I Domingo de Cuaresma (A)
El
pasado miércoles, con la bendición e imposición de la ceniza comenzábamos el
tiempo de Cuaresma. Cuarenta días de camino hacia la Pascua. Cuarentena que
recuerda los días con sus noches que duró el diluvio; Los días de la espera de
Noé y los suyo en el arca hasta que desembarcaron; los cuarenta días que los
israelitas estuvieron reconociendo la tierra prometida, tierra que mana leche y miel, y que se convirtieron en otros tantos
años de vueltas y revueltas por el desierto por sus dudas y falta de fe; los
días que pasó Moisés en la montaña antes de recibir las tablas de la Ley; los
mismos días que estuvo Goliat provocando al cobarde ejército de Israel hasta
ser vencido por David, quien recibió en pago 40 años de reinado; cuarenta los
días que pasó Jesús en el desierto antes de presentarse a Israel. Cuarenta días
que nosotros tenemos por delante.
Las
lecturas de este domingo dan color al tiempo cuaresmal, pecado y conversión, caídas
y arrepentimientos, bien y mal, ojos que ven o ojos que contemplan, un pecado y
un acto salvador, un tentador y un vencedor.
Un
paraíso y un desierto. En la tradición monástica el claustro es imagen del
paraíso, donde todo es armonía, concordia y paz, donde se puede hablar con el
Señor como con un amigo. Y en la misma bibliografía monástica encontramos que
el desierto es, a menudo, el camino del claustro y el lugar preferido para ese
encuentro íntimo con Dios.
En
uno y en otro, Dios se hace el encontradizo, sale al paso de su creatura; pero
también la tentación. Adán y Eva fueron tentados, el pueblo de Israel -en su
peregrinaje- fue tentado, Jesús fue tentado, nosotros somos tentados.
Pero
el asunto no es ser tentado, y pobre el que no sea tentado, el asunto es vencer
la tentación.

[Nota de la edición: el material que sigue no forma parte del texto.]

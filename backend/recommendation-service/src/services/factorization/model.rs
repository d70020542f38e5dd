//! Trained latent-factor predictor
//!
//! Fit once against a `RatingStore` snapshot and read-only afterwards, so a
//! single `Arc<FactorModel>` can serve any number of concurrent `predict`
//! calls without locking.

use super::sgd::{self, IndexedRating};
use super::FitParams;
use crate::error::{RecommendationError, Result};
use crate::models::{ImpossibleReason, ItemId, Prediction, RatingScale, UserId};
use crate::services::rating_store::RatingStore;
use ndarray::{Array1, Array2};
use std::collections::HashMap;
use std::time::Instant;
use tracing::info;

#[derive(Debug, Clone)]
pub struct FactorModel {
    scale: RatingScale,
    global_bias: f64,
    user_index: HashMap<UserId, usize>,
    item_index: HashMap<ItemId, usize>,
    user_bias: Array1<f64>,
    item_bias: Array1<f64>,
    /// Row `user_index[u]` is the latent vector of user u
    user_factors: Array2<f64>,
    item_factors: Array2<f64>,
    training_rmse: f64,
}

impl FactorModel {
    /// Fit a model with SGD
    ///
    /// Cost is `O(epochs × observations × factors)`; the store is left untouched.
    ///
    /// # Errors
    /// * `EmptyDataset` - the store holds no observations
    /// * `InvalidHyperparameter` - see `FitParams::validate`
    pub fn fit(store: &RatingStore, params: &FitParams) -> Result<Self> {
        params.validate()?;

        let global_bias = store
            .mean_rating()
            .ok_or(RecommendationError::EmptyDataset)?;
        let started = Instant::now();

        let user_index = index_of(store.user_ids());
        let item_index = index_of(store.item_ids());

        let ratings: Vec<IndexedRating> = store
            .observations()
            .iter()
            .map(|o| (user_index[&o.user_id], item_index[&o.item_id], o.rating))
            .collect();

        let trained = sgd::train(
            &ratings,
            user_index.len(),
            item_index.len(),
            global_bias,
            params,
        );

        info!(
            users = user_index.len(),
            items = item_index.len(),
            observations = ratings.len(),
            factors = params.factors,
            epochs = params.epochs,
            global_bias = global_bias,
            rmse = trained.training_rmse,
            elapsed_ms = started.elapsed().as_millis() as u64,
            "Factor model fitted"
        );

        Ok(Self {
            scale: store.scale(),
            global_bias,
            user_index,
            item_index,
            user_bias: trained.user_bias,
            item_bias: trained.item_bias,
            user_factors: trained.user_factors,
            item_factors: trained.item_factors,
            training_rmse: trained.training_rmse,
        })
    }

    /// Estimated rating clamped to the scale; unknown entities get the global mean
    pub fn predict(&self, user_id: UserId, item_id: ItemId) -> f64 {
        self.estimate(user_id, item_id).estimate
    }

    pub fn estimate(&self, user_id: UserId, item_id: ItemId) -> Prediction {
        let user = self.user_index.get(&user_id).copied();
        let item = self.item_index.get(&item_id).copied();

        let (raw, impossible) = match (user, item) {
            (Some(u), Some(i)) => {
                let raw = self.global_bias
                    + self.user_bias[u]
                    + self.item_bias[i]
                    + self.user_factors.row(u).dot(&self.item_factors.row(i));
                (raw, None)
            }
            (None, Some(_)) => (self.global_bias, Some(ImpossibleReason::UnknownUser)),
            (Some(_), None) => (self.global_bias, Some(ImpossibleReason::UnknownItem)),
            (None, None) => (self.global_bias, Some(ImpossibleReason::UnknownUserAndItem)),
        };

        // A diverged fit can leave NaN factors; never hand that to a ranker
        let raw = if raw.is_nan() { self.global_bias } else { raw };

        Prediction {
            user_id,
            item_id,
            estimate: self.scale.clamp(raw),
            impossible,
        }
    }

    pub fn global_bias(&self) -> f64 {
        self.global_bias
    }

    pub fn scale(&self) -> RatingScale {
        self.scale
    }

    pub fn factors(&self) -> usize {
        self.user_factors.ncols()
    }

    pub fn n_users(&self) -> usize {
        self.user_index.len()
    }

    pub fn n_items(&self) -> usize {
        self.item_index.len()
    }

    pub fn knows_user(&self, user_id: UserId) -> bool {
        self.user_index.contains_key(&user_id)
    }

    pub fn knows_item(&self, item_id: ItemId) -> bool {
        self.item_index.contains_key(&item_id)
    }

    /// RMSE over the training set during the final epoch
    pub fn training_rmse(&self) -> f64 {
        self.training_rmse
    }
}

fn index_of(ids: Vec<i64>) -> HashMap<i64, usize> {
    ids.into_iter()
        .enumerate()
        .map(|(idx, id)| (id, idx))
        .collect()
}
use serde::{Deserialize, Serialize};

pub type UserId = i64;
pub type ItemId = i64;

/// A single recorded (user, item, rating) data point.
#[derive(Debug, Clone, Copy, PartialEq, Serialize, Deserialize)]
pub struct Observation {
    pub user_id: UserId,
    pub item_id: ItemId,
    pub rating: f64,
}

impl Observation {
    pub fn new(user_id: UserId, item_id: ItemId, rating: f64) -> Self {
        Self {
            user_id,
            item_id,
            rating,
        }
    }
}

/// Closed rating interval `[min, max]`
#[derive(Debug, Clone, Copy, PartialEq, Serialize, Deserialize)]
pub struct RatingScale {
    pub min: f64,
    pub max: f64,
}

impl Default for RatingScale {
    fn default() -> Self {
        Self { min: 1.0, max: 5.0 }
    }
}

impl RatingScale {
    pub fn new(min: f64, max: f64) -> Self {
        Self { min, max }
    }

    pub fn is_valid(&self) -> bool {
        self.min.is_finite() && self.max.is_finite() && self.min < self.max
    }

    pub fn contains(&self, rating: f64) -> bool {
        rating >= self.min && rating <= self.max
    }

    pub fn clamp(&self, value: f64) -> f64 {
        value.clamp(self.min, self.max)
    }
}

/// How repeated (user, item) observations are merged when a store is built
#[derive(Debug, Clone, Copy, PartialEq, Eq, Default, Serialize, Deserialize)]
#[serde(rename_all = "snake_case")]
pub enum DuplicatePolicy {
    /// Mean of every rating recorded for the pair
    #[default]
    Average,
    /// The most recent observation replaces earlier ones
    LastWins,
}

/// Why an estimate fell back to the global mean
#[derive(Debug, Clone, Copy, PartialEq, Eq, Serialize, Deserialize)]
#[serde(rename_all = "snake_case")]
pub enum ImpossibleReason {
    UnknownUser,
    UnknownItem,
    UnknownUserAndItem,
}

#[derive(Debug, Clone, Copy, PartialEq, Serialize, Deserialize)]
pub struct Prediction {
    pub user_id: UserId,
    pub item_id: ItemId,
    pub estimate: f64,
    pub impossible: Option<ImpossibleReason>,
}

impl Prediction {
    pub fn was_impossible(&self) -> bool {
        self.impossible.is_some()
    }
}

#[derive(Debug, Clone, Copy, PartialEq, Serialize, Deserialize)]
pub struct RankedItem {
    pub item_id: ItemId,
    pub score: f64,
}

/// Item metadata owned by the catalog; the engine only ever sees `id`.
#[derive(Debug, Clone, PartialEq, Serialize, Deserialize)]
pub struct CatalogItem {
    pub id: ItemId,
    pub title: String,
    pub author: String,
    pub genre: String,
    pub rating: Option<f64>,
}
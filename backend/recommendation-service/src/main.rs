use recommendation_service::{
    seed, Catalog, Config, InMemoryCatalog, ModelHandle, RatingStore, RecommendationService,
};
use std::sync::Arc;
use tracing::{error, info};
use tracing_subscriber::{fmt, prelude::*, EnvFilter};

#[tokio::main]
async fn main() -> anyhow::Result<()> {
    // Initialize tracing
    tracing_subscriber::registry()
        .with(fmt::layer())
        .with(EnvFilter::from_default_env())
        .init();

    // Load config
    let config = Config::from_env()?;
    config.validate()?;

    info!(
        "Starting {} (factors={}, epochs={}, lr={}, reg={})",
        config.service_name,
        config.factors,
        config.epochs,
        config.learning_rate,
        config.regularization
    );

    let store = RatingStore::build_with_policy(
        seed::sample_ratings(),
        config.rating_scale(),
        config.duplicate_policy,
    )?;
    let catalog = Arc::new(InMemoryCatalog::new(seed::sample_books()));

    let service = RecommendationService::new(
        ModelHandle::new(),
        catalog,
        config.fit_params(),
        config.default_limit,
    );

    // Fit once before serving anything
    service.refit(store).await.map_err(|e| {
        error!("Model fit failed: {}", e);
        e
    })?;

    let genres = service.catalog().genres().await?;
    info!(count = genres.len(), genres = ?genres, "Catalog genres");

    let recommendations = service
        .recommend_items(config.demo_user_id, None, None)
        .await?;

    for (rank, (book, score)) in recommendations.iter().enumerate() {
        info!(
            rank = rank + 1,
            item_id = book.id,
            title = %book.title,
            author = %book.author,
            genre = %book.genre,
            score = score,
            "Recommendation"
        );
    }

    let payload: Vec<serde_json::Value> = recommendations
        .iter()
        .map(|(book, score)| serde_json::json!({ "book": book, "score": score }))
        .collect();
    println!("{}", serde_json::to_string_pretty(&payload)?);

    Ok(())
}
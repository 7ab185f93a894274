//! 64-bit Hash Accumulator
//!
//! Keys append their identifying fields as 64-bit words; the fingerprint is a
//! CRC-64/ECMA-182 over the little-endian bytes of those words, in append order.

/// CRC-64/ECMA-182 generator polynomial
const POLY: u64 = 0x42F0_E1EB_A9EA_3693;

const fn build_table() -> [u64; 256] {
    let mut table = [0u64; 256];
    let mut i = 0;
    while i < 256 {
        let mut crc = (i as u64) << 56;
        let mut bit = 0;
        while bit < 8 {
            crc = if crc & (1 << 63) != 0 {
                (crc << 1) ^ POLY
            } else {
                crc << 1
            };
            bit += 1;
        }
        table[i] = crc;
        i += 1;
    }
    table
}

static CRC_TABLE: [u64; 256] = build_table();

/// Table-driven CRC-64 (non-reflected, zero init, no final xor)
#[inline]
pub fn crc64(bytes: &[u8]) -> u64 {
    let mut crc = 0u64;
    for &byte in bytes {
        let idx = ((crc >> 56) as u8 ^ byte) as usize;
        crc = CRC_TABLE[idx] ^ (crc << 8);
    }
    crc
}

/// Order-sensitive accumulator of 64-bit words
#[derive(Debug, Clone, Default)]
pub struct Hash64 {
    words: Vec<u64>,
    value: u64,
}

impl Hash64 {
    /// Create an empty accumulator
    pub fn new() -> Self {
        Self::default()
    }

    /// Append a raw word
    #[inline]
    pub fn append(&mut self, word: u64) {
        self.words.push(word);
    }

    pub fn append_bool(&mut self, value: bool) {
        self.append(value as u64);
    }

    /// Signed values are sign-extended so -1 and u64::MAX agree
    pub fn append_i32(&mut self, value: i32) {
        self.append(value as i64 as u64);
    }

    pub fn append_u32(&mut self, value: u32) {
        self.append(value as u64);
    }

    /// Appends the IEEE-754 bit pattern
    pub fn append_f64(&mut self, value: f64) {
        self.append(value.to_bits());
    }

    /// Appends the byte length, then the bytes packed 8 per word
    pub fn append_str(&mut self, value: &str) {
        let bytes = value.as_bytes();
        self.append(bytes.len() as u64);
        for chunk in bytes.chunks(8) {
            let mut word = [0u8; 8];
            word[..chunk.len()].copy_from_slice(chunk);
            self.append(u64::from_le_bytes(word));
        }
    }

    /// Number of appended words
    pub fn len(&self) -> usize {
        self.words.len()
    }

    pub fn is_empty(&self) -> bool {
        self.words.is_empty()
    }

    /// Fold every appended word into the fingerprint
    pub fn compute_hash(&mut self) {
        let mut bytes = Vec::with_capacity(self.words.len() * 8);
        for word in &self.words {
            bytes.extend_from_slice(&word.to_le_bytes());
        }
        self.value = crc64(&bytes);
    }

    /// Last computed fingerprint (0 before the first `compute_hash`)
    #[inline]
    pub fn value(&self) -> u64 {
        self.value
    }

    /// Forget every appended word and the computed value
    pub fn reset(&mut self) {
        self.words.clear();
        self.value = 0;
    }
}

// =============================================================================
// Tests
// =============================================================================
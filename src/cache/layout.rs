//! Disk Cache Layout
//!
//! Cache files live under a two-level fan-out derived from the entry hash:
//!
//! ```text
//! <base>/<n0><n1>/<rest>.fcache
//!
//! n0   = top nibble of the hash
//! n1   = second nibble
//! rest = hash with the top byte cleared, lower-case hex, unpadded
//! ```
//!
//! For `0xA3F1_0000_0000_0042` this is `a3/f1000000000042.fcache`. The bucket
//! name limits the top level to 256 directories.

use std::path::{Path, PathBuf};

use serde::{Deserialize, Serialize};
use tracing::warn;

use super::CACHE_FILE_EXT;
use crate::error::{Error, Result};

/// Mask keeping everything below the bucket byte
const REST_MASK: u64 = 0x00FF_FFFF_FFFF_FFFF;

/// Bucket directory name for a hash
#[inline]
pub fn bucket_for_hash(hash: u64) -> String {
    format!("{:x}{:x}", hash >> 60, (hash >> 56) & 0xF)
}

/// Path of a hash relative to the cache base directory
pub fn relative_path_for_hash(hash: u64) -> PathBuf {
    PathBuf::from(bucket_for_hash(hash)).join(format!("{:x}.{}", hash & REST_MASK, CACHE_FILE_EXT))
}

/// Full path of a hash under `base`. An empty base is rejected.
pub fn path_for_hash(base: &Path, hash: u64) -> Result<PathBuf> {
    if base.as_os_str().is_empty() {
        return Err(Error::InvalidPath(format!("{:016x}", hash)));
    }
    Ok(base.join(relative_path_for_hash(hash)))
}

/// Recover the hash from a cache file path, `None` for anything else
pub fn hash_from_path(path: &Path) -> Option<u64> {
    if path.extension()? != CACHE_FILE_EXT {
        return None;
    }
    let bucket = path.parent()?.file_name()?.to_str()?;
    let stem = path.file_stem()?.to_str()?;

    if bucket.len() != 2 || stem.is_empty() || stem.len() > 14 {
        return None;
    }
    let top = u64::from_str_radix(bucket, 16).ok()?;
    let rest = u64::from_str_radix(stem, 16).ok()?;

    let hash = (top << 56) | rest;
    // Reject non-canonical spellings (upper case, zero padding)
    (relative_path_for_hash(hash) == Path::new(bucket).join(path.file_name()?)).then_some(hash)
}

/// A cache file found on disk
#[derive(Debug, Clone, PartialEq, Eq, Serialize, Deserialize)]
pub struct DiskCacheFile {
    pub hash: u64,
    pub path: PathBuf,
    /// File length in bytes
    pub size: u64,
}

/// List every cache file under `base`, sorted by hash.
///
/// A missing base directory yields an empty list. Foreign files are skipped.
pub fn scan(base: &Path) -> Result<Vec<DiskCacheFile>> {
    let mut files = Vec::new();
    if !base.is_dir() {
        return Ok(files);
    }

    for bucket in std::fs::read_dir(base)? {
        let bucket = bucket?;
        if !bucket.file_type()?.is_dir() {
            continue;
        }
        for entry in std::fs::read_dir(bucket.path())? {
            let entry = entry?;
            let path = entry.path();
            let Some(hash) = hash_from_path(&path) else {
                continue;
            };
            match entry.metadata() {
                Ok(meta) if meta.is_file() => files.push(DiskCacheFile {
                    hash,
                    path,
                    size: meta.len(),
                }),
                Ok(_) => {}
                Err(e) => warn!(path = %path.display(), error = %e, "skipping unreadable cache file"),
            }
        }
    }

    files.sort_by_key(|f| f.hash);
    Ok(files)
}

// =============================================================================
// Tests
// =============================================================================

#[cfg(test)]
mod tests {
    use super::*;
    use tempfile::TempDir;

    #[test]
    fn test_bucket_is_two_top_nibbles() {
        assert_eq!(bucket_for_hash(0xA3F1_0000_0000_0000), "a3");
        assert_eq!(bucket_for_hash(0x0000_0000_0000_0001), "00");
        assert_eq!(bucket_for_hash(0xFF00_0000_0000_0000), "ff");
    }

    #[test]
    fn test_relative_path() {
        let path = relative_path_for_hash(0xA3F1_0000_0000_0042);
        assert_eq!(path, Path::new("a3").join("f1000000000042.fcache"));

        // Leading zeros of the remainder are not padded
        let path = relative_path_for_hash(0x0500_0000_0000_00AB);
        assert_eq!(path, Path::new("05").join("ab.fcache"));
    }

    #[test]
    fn test_empty_base_rejected() {
        assert!(matches!(
            path_for_hash(Path::new(""), 1),
            Err(Error::InvalidPath(_))
        ));
        let full = path_for_hash(Path::new("/tmp/cache"), 0xA3F1_0000_0000_0042).unwrap();
        assert_eq!(full, Path::new("/tmp/cache/a3/f1000000000042.fcache"));
    }

    #[test]
    fn test_hash_from_path_round_trip() {
        for hash in [0u64, 1, 0xA3F1_0000_0000_0042, u64::MAX, 0x0100_0000_0000_0000] {
            let path = path_for_hash(Path::new("/base"), hash).unwrap();
            assert_eq!(hash_from_path(&path), Some(hash));
        }
    }

    #[test]
    fn test_hash_from_path_rejects_foreign_files() {
        assert_eq!(hash_from_path(Path::new("/base/a3/f1.txt")), None);
        assert_eq!(hash_from_path(Path::new("/base/abc/f1.fcache")), None);
        assert_eq!(hash_from_path(Path::new("/base/a3/zz.fcache")), None);
        assert_eq!(hash_from_path(Path::new("/base/A3/f1.fcache")), None);
        assert_eq!(hash_from_path(Path::new("/base/a3/00f1.fcache")), None);
    }

    #[test]
    fn test_scan_lists_cache_files() {
        let dir = TempDir::new().unwrap();
        let hashes = [0xA3F1_0000_0000_0042u64, 0x0000_0000_0000_0007];
        for (i, hash) in hashes.iter().enumerate() {
            let path = path_for_hash(dir.path(), *hash).unwrap();
            std::fs::create_dir_all(path.parent().unwrap()).unwrap();
            std::fs::write(&path, vec![0u8; (i + 1) * 10]).unwrap();
        }
        std::fs::write(dir.path().join("a3").join("notes.txt"), b"x").unwrap();
        std::fs::write(dir.path().join("stray"), b"x").unwrap();

        let files = scan(dir.path()).unwrap();
        assert_eq!(files.len(), 2);
        assert_eq!(files[0].hash, 7);
        assert_eq!(files[0].size, 20);
        assert_eq!(files[1].hash, 0xA3F1_0000_0000_0042);
        assert_eq!(files[1].size, 10);
    }

    #[test]
    fn test_scan_missing_dir_is_empty() {
        let dir = TempDir::new().unwrap();
        assert!(scan(&dir.path().join("nope")).unwrap().is_empty());
    }
}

Hacer de la tentación herramienta de progreso como dice San Agustín:
...nuestro progreso se realiza
precisamente a través de la tentación, y nadie se conoce a si mismo si no es
tentado, ni puede ser coronado si no ha vencido, ni vencer si no ha combatido,
ni combatir se carece de enemigo y tentaciones. (S. Agustín, Comentario
sobre los Salmos)
Ser
tentados. Nuestra verdadera tentación es no cumplir el proyecto que Dios tiene
sobre nosotros, ésta fue la tentación de Jesús. Quién no quiere prestigio,
fama, comodidades, mandar y ser obedecido, tener... es muy humano y Jesús, como
hombre, fue tentado en lo que a todos más nos duele. La ambición del ser como dioses, del Génesis; el ser más de todo tiempo sigue invadiendo
nuestros propios y necesarios desiertos.
Ser
tentados... y caer para ser salvados. No hay proporción entre el delito y el don:
si por el delito de uno solo murieron todos, con mayor razón la gracia de Dios
y el don otorgado en virtud de un hombre, Jesucristo, se han
desbordado sobre todos (2ª lectura)
No nos podemos quedar en la tentación y en la caída que conlleve, la tentación
es camino de salvación. Y cito de nuevo a San Agustín: En Cristo eras tentado tú, porque Cristo tenía de ti la carne, y de él
procedía para ti la salvación; de ti procedía la muerte para él, y de él par ti
la vida; de ti para él los ultrajes, y de él para ti los honores; en
definitiva, de ti para él la tentación de él para ti la victoria.
El
Papa Francisco en su Mensaje para esta Cuaresma, comentando el texto del hombre
rico y el pobre Lázaro (Lc 16, 19-31) marca tres pautas:
1.-
El
otro es un don. Todos somos para el otro y los otros son para nosotros,
grito de Dios; la justa relación con las
personas consiste en reconocer con gratitud su valor. Incluso el pobre en la
puerta del rico, no es una carga molesta, sino una llamada a convertirse y a
cambiar de vida.
La primera invitación que nos hace esta
parábola es la de abrir la puerta de nuestro corazón al otro, porque cada
persona es un don, sea vecino nuestro o un pobre desconocido. La Cuaresma es un
tiempo propicio para abrir la puerta a cualquier necesitado y reconocer en él o
en ella el rostro de Cristo.
Cada uno de nosotros los encontramos en
nuestro camino. Cada vida que encontramos es un don y merece acogida, respeto y
amor. La Palabra de Dios nos ayuda a abrir los ojos para acoger la vida y
amarla, sobre todo cuando es débil. Pero para hacer esto hay que tomar en serio
también lo que el Evangelio nos revela acerca del hombre rico.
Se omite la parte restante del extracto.